◆ **What is needed**
Count the lines below that include "await". Only the number should be given.

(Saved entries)
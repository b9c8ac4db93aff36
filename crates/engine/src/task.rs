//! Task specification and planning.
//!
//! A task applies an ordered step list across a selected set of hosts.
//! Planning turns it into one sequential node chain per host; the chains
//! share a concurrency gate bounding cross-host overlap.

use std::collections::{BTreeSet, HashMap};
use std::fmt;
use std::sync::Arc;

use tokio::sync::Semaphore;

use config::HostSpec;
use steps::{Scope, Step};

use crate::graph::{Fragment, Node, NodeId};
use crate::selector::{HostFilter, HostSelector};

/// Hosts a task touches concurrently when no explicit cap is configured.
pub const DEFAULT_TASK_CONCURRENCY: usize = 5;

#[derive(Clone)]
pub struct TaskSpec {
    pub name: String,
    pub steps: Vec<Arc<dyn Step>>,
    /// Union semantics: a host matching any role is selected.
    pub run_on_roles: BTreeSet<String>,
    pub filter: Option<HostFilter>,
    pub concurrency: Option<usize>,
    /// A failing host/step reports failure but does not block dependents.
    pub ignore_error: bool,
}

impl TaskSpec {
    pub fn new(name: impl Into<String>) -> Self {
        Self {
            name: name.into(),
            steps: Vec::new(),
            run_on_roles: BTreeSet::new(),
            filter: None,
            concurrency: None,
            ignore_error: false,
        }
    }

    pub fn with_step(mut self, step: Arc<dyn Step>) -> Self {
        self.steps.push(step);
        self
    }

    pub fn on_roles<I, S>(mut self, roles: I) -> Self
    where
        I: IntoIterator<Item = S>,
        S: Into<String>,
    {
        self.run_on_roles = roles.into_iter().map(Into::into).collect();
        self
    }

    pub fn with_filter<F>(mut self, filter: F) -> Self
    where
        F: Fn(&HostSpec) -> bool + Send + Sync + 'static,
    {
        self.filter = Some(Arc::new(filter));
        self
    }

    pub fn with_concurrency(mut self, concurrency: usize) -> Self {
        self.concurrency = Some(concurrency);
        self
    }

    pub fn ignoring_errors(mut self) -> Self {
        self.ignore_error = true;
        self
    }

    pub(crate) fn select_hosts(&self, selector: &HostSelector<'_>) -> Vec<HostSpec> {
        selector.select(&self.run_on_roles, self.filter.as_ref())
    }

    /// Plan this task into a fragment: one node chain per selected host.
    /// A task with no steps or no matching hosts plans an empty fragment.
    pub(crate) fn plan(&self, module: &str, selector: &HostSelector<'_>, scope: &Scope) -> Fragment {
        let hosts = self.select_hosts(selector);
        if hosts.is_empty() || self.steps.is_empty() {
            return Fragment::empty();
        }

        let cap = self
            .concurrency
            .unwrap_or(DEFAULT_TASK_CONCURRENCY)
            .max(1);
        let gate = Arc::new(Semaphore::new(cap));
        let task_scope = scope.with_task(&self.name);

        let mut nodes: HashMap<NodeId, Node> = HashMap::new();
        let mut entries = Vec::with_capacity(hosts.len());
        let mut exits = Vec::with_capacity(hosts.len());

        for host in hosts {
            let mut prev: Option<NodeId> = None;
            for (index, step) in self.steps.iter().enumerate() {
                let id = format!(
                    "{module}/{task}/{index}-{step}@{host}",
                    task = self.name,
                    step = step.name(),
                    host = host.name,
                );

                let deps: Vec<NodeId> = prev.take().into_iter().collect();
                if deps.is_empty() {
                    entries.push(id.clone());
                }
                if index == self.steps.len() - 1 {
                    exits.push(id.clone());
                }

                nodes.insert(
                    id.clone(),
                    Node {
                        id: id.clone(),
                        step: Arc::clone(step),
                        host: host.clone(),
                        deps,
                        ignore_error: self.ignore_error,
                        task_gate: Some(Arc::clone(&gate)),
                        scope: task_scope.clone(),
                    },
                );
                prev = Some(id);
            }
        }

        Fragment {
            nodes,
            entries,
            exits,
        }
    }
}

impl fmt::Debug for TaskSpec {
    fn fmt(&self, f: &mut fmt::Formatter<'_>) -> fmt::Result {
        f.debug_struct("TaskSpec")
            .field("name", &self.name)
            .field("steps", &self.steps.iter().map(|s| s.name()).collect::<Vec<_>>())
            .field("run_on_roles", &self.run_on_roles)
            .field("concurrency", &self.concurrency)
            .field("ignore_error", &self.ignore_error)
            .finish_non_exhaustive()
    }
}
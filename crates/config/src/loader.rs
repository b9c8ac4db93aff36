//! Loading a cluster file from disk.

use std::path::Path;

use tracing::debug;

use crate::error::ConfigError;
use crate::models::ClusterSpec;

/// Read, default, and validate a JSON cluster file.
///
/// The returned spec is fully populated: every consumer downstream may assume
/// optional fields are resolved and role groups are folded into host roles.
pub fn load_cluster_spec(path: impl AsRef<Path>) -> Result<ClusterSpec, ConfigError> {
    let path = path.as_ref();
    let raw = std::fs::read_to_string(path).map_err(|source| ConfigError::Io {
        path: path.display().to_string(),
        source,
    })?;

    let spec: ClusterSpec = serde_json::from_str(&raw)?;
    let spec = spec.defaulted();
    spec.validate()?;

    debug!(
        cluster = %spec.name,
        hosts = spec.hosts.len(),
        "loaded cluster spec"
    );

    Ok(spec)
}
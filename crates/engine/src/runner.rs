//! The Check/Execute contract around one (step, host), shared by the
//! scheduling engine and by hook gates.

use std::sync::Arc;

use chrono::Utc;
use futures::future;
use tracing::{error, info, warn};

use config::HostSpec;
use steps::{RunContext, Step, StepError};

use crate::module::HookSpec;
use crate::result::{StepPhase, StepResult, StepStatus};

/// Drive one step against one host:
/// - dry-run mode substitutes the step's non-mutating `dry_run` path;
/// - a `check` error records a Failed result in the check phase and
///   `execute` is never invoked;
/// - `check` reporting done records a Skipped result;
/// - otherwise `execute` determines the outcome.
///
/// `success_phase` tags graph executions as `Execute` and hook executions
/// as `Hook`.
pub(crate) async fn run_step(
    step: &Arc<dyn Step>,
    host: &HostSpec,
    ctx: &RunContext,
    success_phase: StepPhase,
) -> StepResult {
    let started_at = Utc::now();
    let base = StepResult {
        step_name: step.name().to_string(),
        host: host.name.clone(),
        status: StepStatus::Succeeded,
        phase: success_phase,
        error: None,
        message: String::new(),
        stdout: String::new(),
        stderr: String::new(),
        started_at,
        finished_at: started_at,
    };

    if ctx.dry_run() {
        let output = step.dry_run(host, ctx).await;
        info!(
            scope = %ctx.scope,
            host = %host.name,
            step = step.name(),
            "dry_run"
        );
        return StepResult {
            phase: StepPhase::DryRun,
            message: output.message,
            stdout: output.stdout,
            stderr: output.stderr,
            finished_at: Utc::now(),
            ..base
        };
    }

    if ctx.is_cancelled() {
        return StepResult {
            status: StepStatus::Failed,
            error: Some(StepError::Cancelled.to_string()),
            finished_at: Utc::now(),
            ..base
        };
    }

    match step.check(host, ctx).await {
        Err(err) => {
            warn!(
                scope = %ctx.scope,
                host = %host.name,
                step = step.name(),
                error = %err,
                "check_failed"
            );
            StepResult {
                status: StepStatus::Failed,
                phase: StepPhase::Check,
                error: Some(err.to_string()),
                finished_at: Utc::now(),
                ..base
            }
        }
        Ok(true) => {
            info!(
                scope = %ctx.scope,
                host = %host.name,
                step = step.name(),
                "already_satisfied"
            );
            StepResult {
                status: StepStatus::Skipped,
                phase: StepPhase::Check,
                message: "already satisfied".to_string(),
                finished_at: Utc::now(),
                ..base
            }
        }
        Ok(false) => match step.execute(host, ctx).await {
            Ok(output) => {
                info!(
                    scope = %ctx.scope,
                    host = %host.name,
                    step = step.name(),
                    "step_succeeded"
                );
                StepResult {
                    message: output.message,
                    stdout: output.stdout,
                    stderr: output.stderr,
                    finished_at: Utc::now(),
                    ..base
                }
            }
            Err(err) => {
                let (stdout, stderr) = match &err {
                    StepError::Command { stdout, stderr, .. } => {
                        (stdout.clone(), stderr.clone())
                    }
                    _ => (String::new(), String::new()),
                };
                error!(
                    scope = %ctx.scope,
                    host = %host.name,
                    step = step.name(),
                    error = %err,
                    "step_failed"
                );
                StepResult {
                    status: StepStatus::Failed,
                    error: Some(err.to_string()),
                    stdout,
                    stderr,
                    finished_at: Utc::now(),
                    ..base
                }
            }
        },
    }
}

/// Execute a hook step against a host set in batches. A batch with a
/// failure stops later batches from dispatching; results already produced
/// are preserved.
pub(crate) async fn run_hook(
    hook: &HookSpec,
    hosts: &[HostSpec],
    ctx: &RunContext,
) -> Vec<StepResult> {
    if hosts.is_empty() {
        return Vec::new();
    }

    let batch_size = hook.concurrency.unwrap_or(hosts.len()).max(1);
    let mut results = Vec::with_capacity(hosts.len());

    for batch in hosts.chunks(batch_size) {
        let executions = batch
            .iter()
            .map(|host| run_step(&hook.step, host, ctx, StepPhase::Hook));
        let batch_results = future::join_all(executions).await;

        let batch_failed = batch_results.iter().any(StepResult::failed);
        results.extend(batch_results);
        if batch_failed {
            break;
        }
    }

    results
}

◆ **Expected answer**
4